§ Task material:

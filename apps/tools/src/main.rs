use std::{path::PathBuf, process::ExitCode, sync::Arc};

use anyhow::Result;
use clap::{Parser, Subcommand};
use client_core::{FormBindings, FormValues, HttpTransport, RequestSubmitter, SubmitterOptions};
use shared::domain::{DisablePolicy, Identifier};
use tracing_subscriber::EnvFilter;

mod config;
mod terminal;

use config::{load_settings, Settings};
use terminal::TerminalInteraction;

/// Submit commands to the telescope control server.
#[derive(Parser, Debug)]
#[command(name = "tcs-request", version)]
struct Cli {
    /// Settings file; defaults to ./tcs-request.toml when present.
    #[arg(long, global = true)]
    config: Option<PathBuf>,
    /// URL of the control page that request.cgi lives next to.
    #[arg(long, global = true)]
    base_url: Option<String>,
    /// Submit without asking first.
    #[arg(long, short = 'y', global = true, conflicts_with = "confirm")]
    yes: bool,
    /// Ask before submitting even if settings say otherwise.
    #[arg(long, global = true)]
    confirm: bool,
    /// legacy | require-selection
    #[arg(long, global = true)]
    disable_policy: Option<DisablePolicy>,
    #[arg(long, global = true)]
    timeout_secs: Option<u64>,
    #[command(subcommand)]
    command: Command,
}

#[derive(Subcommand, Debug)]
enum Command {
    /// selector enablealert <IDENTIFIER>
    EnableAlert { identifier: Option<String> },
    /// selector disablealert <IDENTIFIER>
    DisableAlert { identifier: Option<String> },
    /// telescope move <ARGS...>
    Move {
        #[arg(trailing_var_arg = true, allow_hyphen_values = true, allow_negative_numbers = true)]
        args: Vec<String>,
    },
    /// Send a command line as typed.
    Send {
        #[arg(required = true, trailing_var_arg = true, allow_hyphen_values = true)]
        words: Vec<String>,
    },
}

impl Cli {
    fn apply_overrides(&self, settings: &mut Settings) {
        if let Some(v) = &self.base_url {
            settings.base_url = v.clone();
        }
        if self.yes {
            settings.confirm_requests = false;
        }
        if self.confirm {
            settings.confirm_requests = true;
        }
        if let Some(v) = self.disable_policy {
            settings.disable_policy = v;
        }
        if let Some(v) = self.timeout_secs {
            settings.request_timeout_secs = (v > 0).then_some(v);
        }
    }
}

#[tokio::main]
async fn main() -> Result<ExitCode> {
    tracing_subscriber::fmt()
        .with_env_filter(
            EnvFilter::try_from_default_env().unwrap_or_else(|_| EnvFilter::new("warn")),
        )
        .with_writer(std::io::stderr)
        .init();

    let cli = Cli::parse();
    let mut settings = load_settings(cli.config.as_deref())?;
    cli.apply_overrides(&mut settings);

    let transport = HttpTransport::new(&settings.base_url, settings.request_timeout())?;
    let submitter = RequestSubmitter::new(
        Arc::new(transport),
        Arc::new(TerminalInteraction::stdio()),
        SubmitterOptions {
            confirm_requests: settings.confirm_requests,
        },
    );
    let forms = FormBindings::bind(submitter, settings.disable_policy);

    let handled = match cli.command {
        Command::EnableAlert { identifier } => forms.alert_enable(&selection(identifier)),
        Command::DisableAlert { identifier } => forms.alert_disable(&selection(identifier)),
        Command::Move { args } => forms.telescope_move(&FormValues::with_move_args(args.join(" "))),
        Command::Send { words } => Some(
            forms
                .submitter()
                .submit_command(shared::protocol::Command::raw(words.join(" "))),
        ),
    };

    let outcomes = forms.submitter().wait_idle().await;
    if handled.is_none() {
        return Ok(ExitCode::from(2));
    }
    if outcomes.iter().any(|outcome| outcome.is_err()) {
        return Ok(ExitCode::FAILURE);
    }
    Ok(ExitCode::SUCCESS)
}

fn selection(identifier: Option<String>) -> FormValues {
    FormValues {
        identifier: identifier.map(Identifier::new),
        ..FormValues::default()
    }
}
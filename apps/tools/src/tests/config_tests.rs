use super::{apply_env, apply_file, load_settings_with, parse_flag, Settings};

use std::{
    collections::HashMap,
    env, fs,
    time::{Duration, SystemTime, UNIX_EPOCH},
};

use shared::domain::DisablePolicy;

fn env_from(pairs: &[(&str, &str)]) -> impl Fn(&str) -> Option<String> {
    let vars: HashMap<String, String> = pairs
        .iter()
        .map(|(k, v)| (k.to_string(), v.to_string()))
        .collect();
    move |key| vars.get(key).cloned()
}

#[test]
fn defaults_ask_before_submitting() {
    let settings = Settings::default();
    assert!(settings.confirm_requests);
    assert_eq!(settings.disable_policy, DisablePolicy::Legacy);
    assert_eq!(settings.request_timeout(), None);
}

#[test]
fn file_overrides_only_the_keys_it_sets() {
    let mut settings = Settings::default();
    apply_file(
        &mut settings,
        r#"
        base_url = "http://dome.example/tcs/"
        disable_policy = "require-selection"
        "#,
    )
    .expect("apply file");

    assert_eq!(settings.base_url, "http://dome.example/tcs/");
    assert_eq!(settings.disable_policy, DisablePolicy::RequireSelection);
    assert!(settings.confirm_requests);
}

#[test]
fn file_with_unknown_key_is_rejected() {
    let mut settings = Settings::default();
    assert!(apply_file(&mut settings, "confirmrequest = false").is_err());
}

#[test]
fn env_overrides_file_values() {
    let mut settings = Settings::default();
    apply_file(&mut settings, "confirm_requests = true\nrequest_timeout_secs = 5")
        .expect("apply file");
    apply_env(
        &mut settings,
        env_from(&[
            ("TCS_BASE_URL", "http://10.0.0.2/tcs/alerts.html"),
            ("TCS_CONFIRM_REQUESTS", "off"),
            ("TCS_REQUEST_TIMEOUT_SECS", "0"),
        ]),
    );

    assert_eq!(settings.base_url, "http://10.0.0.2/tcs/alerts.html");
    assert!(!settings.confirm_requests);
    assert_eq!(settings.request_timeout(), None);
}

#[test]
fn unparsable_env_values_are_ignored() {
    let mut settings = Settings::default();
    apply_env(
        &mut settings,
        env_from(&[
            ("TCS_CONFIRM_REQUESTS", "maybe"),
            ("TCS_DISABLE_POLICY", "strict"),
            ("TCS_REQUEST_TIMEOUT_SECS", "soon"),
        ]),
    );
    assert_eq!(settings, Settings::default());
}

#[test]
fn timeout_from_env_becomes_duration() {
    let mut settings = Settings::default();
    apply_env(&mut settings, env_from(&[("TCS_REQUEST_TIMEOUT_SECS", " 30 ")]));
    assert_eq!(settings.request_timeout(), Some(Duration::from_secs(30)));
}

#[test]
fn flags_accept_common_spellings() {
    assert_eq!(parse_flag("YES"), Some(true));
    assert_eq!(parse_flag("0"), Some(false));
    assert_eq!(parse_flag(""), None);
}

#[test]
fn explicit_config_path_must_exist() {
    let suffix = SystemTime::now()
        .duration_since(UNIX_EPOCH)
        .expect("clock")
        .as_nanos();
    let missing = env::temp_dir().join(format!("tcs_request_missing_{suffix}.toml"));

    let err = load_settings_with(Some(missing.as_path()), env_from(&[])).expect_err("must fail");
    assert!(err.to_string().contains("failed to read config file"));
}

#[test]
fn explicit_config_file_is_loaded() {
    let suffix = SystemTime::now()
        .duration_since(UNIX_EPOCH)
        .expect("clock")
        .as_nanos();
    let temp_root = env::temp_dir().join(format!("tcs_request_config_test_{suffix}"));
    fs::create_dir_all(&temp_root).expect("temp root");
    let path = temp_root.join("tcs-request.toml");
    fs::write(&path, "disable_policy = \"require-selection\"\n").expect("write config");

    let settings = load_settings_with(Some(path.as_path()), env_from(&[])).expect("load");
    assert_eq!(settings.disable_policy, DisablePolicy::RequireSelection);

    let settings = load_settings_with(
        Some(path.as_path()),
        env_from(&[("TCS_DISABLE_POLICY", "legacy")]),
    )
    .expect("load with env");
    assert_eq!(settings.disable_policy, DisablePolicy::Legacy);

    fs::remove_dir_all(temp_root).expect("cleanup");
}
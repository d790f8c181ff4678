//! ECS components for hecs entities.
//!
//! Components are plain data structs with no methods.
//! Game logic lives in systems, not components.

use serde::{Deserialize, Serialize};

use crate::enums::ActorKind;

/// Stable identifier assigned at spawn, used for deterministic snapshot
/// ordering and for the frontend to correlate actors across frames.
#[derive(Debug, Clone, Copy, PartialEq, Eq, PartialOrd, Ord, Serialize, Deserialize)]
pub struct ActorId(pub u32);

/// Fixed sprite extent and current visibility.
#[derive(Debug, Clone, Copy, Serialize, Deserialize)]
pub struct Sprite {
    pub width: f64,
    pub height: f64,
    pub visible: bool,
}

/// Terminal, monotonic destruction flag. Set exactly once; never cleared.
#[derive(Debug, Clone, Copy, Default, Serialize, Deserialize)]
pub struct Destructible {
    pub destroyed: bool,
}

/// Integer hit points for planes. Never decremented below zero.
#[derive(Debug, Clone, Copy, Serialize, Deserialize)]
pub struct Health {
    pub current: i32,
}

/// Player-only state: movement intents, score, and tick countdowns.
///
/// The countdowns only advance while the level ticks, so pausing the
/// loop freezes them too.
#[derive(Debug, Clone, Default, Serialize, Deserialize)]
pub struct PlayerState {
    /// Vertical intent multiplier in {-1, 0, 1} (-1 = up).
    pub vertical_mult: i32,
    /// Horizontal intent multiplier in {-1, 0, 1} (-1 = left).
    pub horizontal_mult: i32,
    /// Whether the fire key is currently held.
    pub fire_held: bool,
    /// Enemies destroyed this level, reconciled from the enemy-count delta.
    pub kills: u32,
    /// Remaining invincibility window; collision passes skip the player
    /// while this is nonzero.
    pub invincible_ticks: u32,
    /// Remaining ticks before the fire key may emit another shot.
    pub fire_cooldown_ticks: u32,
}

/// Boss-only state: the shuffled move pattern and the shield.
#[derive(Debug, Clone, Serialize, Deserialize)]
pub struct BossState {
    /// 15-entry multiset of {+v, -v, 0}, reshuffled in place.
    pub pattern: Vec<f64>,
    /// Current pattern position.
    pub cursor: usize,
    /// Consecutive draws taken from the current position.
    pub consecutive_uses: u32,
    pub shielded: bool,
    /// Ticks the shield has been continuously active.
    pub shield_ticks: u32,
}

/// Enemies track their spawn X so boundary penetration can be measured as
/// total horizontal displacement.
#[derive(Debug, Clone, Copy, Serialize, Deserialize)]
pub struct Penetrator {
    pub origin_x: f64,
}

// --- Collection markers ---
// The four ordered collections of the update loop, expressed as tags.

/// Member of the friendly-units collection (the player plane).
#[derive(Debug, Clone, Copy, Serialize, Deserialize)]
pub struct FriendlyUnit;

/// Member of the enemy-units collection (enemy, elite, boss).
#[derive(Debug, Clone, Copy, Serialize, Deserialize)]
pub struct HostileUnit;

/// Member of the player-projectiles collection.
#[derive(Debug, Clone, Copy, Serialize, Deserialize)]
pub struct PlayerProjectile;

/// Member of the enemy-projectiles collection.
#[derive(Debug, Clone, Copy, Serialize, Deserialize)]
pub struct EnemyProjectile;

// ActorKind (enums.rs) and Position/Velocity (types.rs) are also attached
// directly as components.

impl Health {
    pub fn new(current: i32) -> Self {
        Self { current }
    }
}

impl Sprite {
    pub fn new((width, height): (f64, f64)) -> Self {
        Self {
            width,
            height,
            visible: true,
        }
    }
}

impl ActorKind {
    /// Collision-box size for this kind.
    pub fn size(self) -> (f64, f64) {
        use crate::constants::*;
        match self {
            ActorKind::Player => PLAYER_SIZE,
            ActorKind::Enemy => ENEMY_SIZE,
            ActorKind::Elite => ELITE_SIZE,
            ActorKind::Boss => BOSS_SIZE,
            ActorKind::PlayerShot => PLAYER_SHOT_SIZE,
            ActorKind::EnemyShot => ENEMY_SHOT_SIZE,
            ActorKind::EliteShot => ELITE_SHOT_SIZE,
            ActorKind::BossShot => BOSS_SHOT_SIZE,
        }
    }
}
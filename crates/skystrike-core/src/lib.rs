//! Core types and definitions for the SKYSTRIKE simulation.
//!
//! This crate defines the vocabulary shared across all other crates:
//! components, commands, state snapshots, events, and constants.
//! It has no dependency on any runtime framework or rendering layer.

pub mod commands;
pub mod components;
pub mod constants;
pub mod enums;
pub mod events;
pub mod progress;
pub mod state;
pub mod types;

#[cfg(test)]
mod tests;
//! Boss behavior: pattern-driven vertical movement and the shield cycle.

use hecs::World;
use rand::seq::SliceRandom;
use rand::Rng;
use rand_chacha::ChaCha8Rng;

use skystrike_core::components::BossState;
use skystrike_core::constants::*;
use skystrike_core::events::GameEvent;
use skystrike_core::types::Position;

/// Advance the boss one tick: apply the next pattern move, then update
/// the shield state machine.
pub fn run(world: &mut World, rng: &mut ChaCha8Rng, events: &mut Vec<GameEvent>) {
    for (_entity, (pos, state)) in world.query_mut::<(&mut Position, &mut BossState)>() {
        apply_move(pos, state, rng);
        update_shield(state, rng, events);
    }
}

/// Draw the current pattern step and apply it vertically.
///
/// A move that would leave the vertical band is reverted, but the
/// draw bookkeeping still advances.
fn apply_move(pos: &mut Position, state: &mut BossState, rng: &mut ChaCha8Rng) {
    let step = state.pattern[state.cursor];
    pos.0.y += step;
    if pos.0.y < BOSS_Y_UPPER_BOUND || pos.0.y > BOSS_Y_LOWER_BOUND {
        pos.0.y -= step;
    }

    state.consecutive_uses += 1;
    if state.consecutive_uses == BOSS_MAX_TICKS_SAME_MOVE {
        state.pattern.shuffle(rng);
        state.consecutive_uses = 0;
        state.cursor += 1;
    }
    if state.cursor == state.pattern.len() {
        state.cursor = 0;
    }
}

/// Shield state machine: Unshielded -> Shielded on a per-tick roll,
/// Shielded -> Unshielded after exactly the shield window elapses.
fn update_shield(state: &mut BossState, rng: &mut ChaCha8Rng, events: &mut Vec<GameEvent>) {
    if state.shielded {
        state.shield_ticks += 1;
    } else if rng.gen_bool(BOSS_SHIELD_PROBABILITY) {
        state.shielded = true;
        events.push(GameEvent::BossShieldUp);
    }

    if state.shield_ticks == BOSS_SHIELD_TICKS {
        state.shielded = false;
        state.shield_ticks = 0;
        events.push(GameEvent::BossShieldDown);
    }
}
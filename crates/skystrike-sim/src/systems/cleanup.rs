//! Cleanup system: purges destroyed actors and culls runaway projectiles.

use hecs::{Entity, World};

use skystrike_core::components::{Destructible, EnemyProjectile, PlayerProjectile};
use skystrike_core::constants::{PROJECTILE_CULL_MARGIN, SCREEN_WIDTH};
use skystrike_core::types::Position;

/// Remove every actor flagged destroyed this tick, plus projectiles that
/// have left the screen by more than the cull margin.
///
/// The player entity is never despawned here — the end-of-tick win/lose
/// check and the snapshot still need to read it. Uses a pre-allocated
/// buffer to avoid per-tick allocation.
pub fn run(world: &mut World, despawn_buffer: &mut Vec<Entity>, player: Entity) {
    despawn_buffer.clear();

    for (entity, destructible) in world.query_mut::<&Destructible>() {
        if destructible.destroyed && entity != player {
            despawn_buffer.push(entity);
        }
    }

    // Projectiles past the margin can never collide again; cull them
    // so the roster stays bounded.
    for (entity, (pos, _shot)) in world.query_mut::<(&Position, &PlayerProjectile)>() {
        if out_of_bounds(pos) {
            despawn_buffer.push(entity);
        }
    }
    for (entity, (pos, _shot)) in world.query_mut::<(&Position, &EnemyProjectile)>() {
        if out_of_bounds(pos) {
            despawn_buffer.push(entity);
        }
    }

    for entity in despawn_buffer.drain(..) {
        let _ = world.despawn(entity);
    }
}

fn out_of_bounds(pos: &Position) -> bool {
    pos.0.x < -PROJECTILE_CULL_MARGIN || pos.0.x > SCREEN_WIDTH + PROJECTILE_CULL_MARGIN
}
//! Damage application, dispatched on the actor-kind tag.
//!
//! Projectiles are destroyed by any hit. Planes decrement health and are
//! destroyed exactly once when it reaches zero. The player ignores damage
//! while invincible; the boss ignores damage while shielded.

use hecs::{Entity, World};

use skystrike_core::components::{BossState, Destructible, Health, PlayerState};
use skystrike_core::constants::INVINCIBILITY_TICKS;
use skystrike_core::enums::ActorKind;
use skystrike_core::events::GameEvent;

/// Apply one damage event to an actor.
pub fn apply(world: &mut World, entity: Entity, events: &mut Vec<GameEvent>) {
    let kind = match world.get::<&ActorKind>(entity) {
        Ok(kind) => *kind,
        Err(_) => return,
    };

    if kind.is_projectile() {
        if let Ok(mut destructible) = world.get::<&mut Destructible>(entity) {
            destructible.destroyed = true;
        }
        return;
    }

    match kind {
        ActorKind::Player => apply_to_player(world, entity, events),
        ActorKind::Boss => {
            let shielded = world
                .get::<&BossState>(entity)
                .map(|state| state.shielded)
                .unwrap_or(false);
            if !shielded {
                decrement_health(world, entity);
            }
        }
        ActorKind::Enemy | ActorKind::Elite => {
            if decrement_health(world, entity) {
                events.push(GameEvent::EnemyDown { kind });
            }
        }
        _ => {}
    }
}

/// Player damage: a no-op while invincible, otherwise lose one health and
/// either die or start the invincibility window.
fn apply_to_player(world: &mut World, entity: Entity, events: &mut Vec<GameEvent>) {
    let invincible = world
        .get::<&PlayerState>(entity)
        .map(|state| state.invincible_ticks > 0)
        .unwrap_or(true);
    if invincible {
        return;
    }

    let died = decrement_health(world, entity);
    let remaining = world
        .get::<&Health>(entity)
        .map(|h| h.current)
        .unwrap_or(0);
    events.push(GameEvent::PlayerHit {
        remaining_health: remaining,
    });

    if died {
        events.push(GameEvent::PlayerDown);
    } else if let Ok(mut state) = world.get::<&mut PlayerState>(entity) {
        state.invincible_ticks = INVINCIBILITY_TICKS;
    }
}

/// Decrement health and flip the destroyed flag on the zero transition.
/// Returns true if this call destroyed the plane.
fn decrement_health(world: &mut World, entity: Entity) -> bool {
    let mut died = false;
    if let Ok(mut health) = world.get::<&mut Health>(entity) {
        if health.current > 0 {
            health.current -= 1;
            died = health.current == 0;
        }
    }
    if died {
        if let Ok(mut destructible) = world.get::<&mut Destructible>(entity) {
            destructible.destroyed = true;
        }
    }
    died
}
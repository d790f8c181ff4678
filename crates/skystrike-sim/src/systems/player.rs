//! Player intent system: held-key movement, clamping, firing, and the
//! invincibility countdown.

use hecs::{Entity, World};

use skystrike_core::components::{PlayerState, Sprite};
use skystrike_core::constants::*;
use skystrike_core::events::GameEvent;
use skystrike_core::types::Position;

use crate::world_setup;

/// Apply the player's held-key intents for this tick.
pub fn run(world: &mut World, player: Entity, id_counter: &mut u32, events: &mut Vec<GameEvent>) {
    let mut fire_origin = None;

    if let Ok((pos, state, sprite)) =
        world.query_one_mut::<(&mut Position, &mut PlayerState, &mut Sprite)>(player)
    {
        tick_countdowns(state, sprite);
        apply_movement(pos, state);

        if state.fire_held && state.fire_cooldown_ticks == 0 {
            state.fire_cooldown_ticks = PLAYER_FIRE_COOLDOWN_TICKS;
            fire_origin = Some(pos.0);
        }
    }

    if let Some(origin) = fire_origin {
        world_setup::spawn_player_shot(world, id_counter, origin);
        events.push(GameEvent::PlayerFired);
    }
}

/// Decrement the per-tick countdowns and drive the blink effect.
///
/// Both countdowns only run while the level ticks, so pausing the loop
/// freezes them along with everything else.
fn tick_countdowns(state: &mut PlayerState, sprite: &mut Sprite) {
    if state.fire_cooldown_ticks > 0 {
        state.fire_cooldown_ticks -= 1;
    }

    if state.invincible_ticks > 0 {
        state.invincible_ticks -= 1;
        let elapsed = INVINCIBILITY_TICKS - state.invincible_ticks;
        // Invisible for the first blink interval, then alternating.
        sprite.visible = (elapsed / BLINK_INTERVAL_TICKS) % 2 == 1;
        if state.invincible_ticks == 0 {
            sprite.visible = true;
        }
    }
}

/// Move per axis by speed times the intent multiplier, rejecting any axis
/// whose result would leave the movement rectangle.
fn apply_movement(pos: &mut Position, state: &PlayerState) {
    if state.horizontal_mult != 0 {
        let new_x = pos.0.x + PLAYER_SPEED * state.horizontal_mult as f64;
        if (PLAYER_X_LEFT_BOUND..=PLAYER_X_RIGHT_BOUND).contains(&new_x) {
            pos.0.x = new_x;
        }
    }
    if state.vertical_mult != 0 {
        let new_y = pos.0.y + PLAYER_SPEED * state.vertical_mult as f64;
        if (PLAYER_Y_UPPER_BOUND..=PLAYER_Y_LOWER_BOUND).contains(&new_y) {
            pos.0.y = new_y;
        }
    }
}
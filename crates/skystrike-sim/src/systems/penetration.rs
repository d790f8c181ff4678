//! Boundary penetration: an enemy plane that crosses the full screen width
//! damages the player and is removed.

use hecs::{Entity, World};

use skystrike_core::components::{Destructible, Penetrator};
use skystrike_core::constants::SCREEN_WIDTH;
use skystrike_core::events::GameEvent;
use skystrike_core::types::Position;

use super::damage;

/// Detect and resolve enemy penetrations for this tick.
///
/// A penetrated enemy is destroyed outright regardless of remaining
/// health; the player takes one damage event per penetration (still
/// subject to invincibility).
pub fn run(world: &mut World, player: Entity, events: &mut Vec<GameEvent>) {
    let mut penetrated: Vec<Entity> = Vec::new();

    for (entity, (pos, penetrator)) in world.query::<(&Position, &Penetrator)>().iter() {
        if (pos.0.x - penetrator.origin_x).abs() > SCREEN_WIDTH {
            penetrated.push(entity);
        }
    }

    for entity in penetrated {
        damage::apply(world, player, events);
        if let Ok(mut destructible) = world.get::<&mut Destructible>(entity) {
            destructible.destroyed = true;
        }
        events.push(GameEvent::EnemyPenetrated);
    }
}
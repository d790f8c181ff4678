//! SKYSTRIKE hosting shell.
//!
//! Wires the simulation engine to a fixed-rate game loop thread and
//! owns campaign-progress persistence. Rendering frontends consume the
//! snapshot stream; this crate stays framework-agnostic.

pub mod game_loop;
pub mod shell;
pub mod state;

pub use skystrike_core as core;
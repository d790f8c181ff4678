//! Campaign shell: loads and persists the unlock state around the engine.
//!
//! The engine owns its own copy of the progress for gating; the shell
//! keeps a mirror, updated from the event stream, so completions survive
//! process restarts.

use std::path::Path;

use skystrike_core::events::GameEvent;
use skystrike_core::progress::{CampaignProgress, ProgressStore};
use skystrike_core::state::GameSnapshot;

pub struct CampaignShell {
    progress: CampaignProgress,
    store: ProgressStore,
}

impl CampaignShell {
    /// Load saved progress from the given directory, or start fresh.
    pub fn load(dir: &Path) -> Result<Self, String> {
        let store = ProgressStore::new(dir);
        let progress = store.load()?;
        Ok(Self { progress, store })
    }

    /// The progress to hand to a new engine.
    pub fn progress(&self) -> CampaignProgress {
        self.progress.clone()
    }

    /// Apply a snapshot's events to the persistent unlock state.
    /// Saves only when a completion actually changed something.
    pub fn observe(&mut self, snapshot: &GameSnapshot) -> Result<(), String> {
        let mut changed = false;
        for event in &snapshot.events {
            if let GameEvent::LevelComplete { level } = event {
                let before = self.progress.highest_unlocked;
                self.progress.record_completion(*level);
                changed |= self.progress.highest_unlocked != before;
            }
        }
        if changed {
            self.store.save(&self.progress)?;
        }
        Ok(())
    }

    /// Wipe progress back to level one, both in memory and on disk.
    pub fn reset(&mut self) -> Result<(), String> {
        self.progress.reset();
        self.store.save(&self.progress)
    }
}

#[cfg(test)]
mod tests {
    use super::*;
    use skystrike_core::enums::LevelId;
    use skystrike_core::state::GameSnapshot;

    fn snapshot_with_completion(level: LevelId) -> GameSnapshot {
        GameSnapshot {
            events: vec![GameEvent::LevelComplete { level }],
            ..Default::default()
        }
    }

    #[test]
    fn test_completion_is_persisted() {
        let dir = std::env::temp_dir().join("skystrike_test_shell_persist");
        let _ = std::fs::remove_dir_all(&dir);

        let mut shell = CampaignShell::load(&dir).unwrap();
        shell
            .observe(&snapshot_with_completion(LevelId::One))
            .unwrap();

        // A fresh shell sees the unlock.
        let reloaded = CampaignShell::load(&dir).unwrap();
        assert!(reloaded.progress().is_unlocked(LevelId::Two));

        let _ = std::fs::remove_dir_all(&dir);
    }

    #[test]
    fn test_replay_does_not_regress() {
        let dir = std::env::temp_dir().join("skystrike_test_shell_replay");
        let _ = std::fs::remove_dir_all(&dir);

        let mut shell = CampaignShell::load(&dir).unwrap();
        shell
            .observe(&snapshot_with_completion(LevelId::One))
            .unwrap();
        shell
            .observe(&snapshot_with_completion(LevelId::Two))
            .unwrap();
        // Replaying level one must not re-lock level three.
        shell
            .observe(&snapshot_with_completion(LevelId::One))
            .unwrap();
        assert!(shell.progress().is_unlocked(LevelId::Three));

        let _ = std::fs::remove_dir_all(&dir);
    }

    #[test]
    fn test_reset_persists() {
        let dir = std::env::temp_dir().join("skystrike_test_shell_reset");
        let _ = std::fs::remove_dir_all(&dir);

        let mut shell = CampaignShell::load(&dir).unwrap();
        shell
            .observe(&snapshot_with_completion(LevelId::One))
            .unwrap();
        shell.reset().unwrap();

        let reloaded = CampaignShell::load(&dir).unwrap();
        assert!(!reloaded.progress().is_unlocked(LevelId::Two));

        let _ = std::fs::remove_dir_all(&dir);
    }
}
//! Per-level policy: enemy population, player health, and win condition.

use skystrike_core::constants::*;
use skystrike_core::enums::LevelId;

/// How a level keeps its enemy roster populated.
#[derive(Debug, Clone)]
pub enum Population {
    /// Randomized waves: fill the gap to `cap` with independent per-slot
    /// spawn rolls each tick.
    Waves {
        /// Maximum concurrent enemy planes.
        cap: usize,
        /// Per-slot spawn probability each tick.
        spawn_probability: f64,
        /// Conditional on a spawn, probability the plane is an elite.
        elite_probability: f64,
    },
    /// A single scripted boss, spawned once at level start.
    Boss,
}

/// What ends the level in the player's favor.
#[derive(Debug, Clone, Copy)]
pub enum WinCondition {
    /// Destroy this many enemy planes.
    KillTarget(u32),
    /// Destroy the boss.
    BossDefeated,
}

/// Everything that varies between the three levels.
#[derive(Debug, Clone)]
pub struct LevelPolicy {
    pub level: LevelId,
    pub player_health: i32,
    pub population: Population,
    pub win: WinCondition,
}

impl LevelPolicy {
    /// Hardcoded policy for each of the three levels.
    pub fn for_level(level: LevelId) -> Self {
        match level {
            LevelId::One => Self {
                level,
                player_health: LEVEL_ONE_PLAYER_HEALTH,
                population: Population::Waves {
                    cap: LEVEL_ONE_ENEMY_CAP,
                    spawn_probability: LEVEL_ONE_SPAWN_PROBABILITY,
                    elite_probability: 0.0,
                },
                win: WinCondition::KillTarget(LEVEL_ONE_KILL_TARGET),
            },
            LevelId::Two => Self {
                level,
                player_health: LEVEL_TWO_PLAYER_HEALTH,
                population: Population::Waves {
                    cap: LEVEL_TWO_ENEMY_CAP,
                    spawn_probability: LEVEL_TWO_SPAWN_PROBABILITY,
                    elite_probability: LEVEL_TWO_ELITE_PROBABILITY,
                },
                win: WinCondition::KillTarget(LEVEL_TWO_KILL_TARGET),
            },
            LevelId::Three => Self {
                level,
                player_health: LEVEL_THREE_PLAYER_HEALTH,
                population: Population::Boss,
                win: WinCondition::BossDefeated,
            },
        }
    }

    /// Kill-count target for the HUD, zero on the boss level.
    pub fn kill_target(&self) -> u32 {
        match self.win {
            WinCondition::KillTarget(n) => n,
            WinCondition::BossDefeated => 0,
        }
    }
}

§ Exercise description:
How many of the lines above include the string "when"? Give only the number.

§ Answer to the exercise:
3